====== Records for the task
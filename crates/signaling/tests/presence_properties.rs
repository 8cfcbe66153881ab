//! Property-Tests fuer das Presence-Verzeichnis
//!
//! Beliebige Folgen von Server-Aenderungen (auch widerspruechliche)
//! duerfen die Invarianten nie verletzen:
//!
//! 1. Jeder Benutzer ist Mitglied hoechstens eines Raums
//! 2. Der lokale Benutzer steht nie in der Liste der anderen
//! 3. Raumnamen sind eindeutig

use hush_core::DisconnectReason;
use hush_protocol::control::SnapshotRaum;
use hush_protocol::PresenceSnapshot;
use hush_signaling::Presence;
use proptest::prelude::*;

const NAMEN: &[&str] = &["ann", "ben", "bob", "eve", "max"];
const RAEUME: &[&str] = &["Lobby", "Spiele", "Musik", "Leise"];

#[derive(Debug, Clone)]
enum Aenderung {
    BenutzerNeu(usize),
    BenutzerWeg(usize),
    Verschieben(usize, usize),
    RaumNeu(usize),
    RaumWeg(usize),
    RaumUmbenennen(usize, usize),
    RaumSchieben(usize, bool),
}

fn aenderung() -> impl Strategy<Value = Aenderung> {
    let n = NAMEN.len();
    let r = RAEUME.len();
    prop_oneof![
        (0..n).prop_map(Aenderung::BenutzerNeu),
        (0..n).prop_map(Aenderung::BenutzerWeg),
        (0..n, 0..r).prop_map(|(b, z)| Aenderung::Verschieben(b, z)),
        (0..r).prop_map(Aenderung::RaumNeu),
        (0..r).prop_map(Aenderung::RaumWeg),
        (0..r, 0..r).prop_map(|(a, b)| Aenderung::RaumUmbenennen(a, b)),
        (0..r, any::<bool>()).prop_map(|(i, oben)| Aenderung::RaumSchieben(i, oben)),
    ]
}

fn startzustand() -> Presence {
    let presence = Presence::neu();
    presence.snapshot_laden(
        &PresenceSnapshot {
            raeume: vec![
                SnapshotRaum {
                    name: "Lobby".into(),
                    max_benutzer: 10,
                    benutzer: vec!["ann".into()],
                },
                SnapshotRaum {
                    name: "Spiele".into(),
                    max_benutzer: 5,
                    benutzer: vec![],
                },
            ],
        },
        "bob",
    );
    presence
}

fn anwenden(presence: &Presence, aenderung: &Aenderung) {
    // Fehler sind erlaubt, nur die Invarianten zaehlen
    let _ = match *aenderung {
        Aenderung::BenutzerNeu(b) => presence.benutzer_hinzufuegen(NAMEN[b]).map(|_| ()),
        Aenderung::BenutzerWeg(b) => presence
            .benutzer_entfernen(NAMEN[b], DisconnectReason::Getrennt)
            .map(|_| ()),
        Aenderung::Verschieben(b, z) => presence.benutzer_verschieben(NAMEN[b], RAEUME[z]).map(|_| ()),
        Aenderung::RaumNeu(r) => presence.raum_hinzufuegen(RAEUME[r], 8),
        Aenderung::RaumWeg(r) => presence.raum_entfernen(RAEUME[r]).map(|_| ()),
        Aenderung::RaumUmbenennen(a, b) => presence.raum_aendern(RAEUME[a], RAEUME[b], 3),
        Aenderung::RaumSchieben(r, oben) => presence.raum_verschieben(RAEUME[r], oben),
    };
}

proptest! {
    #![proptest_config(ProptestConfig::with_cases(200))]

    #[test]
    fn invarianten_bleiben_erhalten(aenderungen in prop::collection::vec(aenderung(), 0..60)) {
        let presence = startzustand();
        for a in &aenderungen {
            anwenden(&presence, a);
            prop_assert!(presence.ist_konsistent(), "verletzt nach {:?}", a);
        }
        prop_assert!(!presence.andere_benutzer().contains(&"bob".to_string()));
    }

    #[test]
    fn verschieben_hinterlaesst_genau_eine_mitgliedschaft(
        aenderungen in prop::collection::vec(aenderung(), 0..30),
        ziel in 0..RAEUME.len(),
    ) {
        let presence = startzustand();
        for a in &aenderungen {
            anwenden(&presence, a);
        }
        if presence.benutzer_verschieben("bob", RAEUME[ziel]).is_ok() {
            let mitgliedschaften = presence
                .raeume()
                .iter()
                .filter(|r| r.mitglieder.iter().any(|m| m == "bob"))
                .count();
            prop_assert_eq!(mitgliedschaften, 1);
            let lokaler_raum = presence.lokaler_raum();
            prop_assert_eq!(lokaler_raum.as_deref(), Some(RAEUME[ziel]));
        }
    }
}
============
*What to work on:*
The data above should be returned in full, exactly as written.

*Exercise result:*
filename crates/signaling/tests/presence_properties.rs
repository 8cfcbe66153881ab
//! Property-Tests fuer das Presence-Verzeichnis
//!
//! Beliebige Folgen von Server-Aenderungen (auch widerspruechliche)
//! duerfen die Invarianten nie verletzen:
//!
//! 1. Jeder Benutzer ist Mitglied hoechstens eines Raums
//! 2. Der lokale Benutzer steht nie in der Liste der anderen
//! 3. Raumnamen sind eindeutig

use hush_core::DisconnectReason;
use hush_protocol::control::SnapshotRaum;
use hush_protocol::PresenceSnapshot;
use hush_signaling::Presence;
use proptest::prelude::*;

const NAMEN: &[&str] = &["ann", "ben", "bob", "eve", "max"];
const RAEUME: &[&str] = &["Lobby", "Spiele", "Musik", "Leise"];

#[derive(Debug, Clone)]
enum Aenderung {
    BenutzerNeu(usize),
    BenutzerWeg(usize),
    Verschieben(usize, usize),
    RaumNeu(usize),
    RaumWeg(usize),
    RaumUmbenennen(usize, usize),
    RaumSchieben(usize, bool),
}

fn aenderung() -> impl Strategy<Value = Aenderung> {
    let n = NAMEN.len();
    let r = RAEUME.len();
    prop_oneof![
        (0..n).prop_map(Aenderung::BenutzerNeu),
        (0..n).prop_map(Aenderung::BenutzerWeg),
        (0..n, 0..r).prop_map(|(b, z)| Aenderung::Verschieben(b, z)),
        (0..r).prop_map(Aenderung::RaumNeu),
        (0..r).prop_map(Aenderung::RaumWeg),
        (0..r, 0..r).prop_map(|(a, b)| Aenderung::RaumUmbenennen(a, b)),
        (0..r, any::<bool>()).prop_map(|(i, oben)| Aenderung::RaumSchieben(i, oben)),
    ]
}

fn startzustand() -> Presence {
    let presence = Presence::neu();
    presence.snapshot_laden(
        &PresenceSnapshot {
            raeume: vec![
                SnapshotRaum {
                    name: "Lobby".into(),
                    max_benutzer: 10,
                    benutzer: vec!["ann".into()],
                },
                SnapshotRaum {
                    name: "Spiele".into(),
                    max_benutzer: 5,
                    benutzer: vec![],
                },
            ],
        },
        "bob",
    );
    presence
}

fn anwenden(presence: &Presence, aenderung: &Aenderung) {
    // Fehler sind erlaubt, nur die Invarianten zaehlen
    let _ = match *aenderung {
        Aenderung::BenutzerNeu(b) => presence.benutzer_hinzufuegen(NAMEN[b]).map(|_| ()),
        Aenderung::BenutzerWeg(b) => presence
            .benutzer_entfernen(NAMEN[b], DisconnectReason::Getrennt)
            .map(|_| ()),
        Aenderung::Verschieben(b, z) => presence.benutzer_verschieben(NAMEN[b], RAEUME[z]).map(|_| ()),
        Aenderung::RaumNeu(r) => presence.raum_hinzufuegen(RAEUME[r], 8),
        Aenderung::RaumWeg(r) => presence.raum_entfernen(RAEUME[r]).map(|_| ()),
        Aenderung::RaumUmbenennen(a, b) => presence.raum_aendern(RAEUME[a], RAEUME[b], 3),
        Aenderung::RaumSchieben(r, oben) => presence.raum_verschieben(RAEUME[r], oben),
    };
}

proptest! {
    #![proptest_config(ProptestConfig::with_cases(200))]

    #[test]
    fn invarianten_bleiben_erhalten(aenderungen in prop::collection::vec(aenderung(), 0..60)) {
        let presence = startzustand();
        for a in &aenderungen {
            anwenden(&presence, a);
            prop_assert!(presence.ist_konsistent(), "verletzt nach {:?}", a);
        }
        prop_assert!(!presence.andere_benutzer().contains(&"bob".to_string()));
    }

    #[test]
    fn verschieben_hinterlaesst_genau_eine_mitgliedschaft(
        aenderungen in prop::collection::vec(aenderung(), 0..30),
        ziel in 0..RAEUME.len(),
    ) {
        let presence = startzustand();
        for a in &aenderungen {
            anwenden(&presence, a);
        }
        if presence.benutzer_verschieben("bob", RAEUME[ziel]).is_ok() {
            let mitgliedschaften = presence
                .raeume()
                .iter()
                .filter(|r| r.mitglieder.iter().any(|m| m == "bob"))
                .count();
            prop_assert_eq!(mitgliedschaften, 1);
            let lokaler_raum = presence.lokaler_raum();
            prop_assert_eq!(lokaler_raum.as_deref(), Some(RAEUME[ziel]));
        }
    }
}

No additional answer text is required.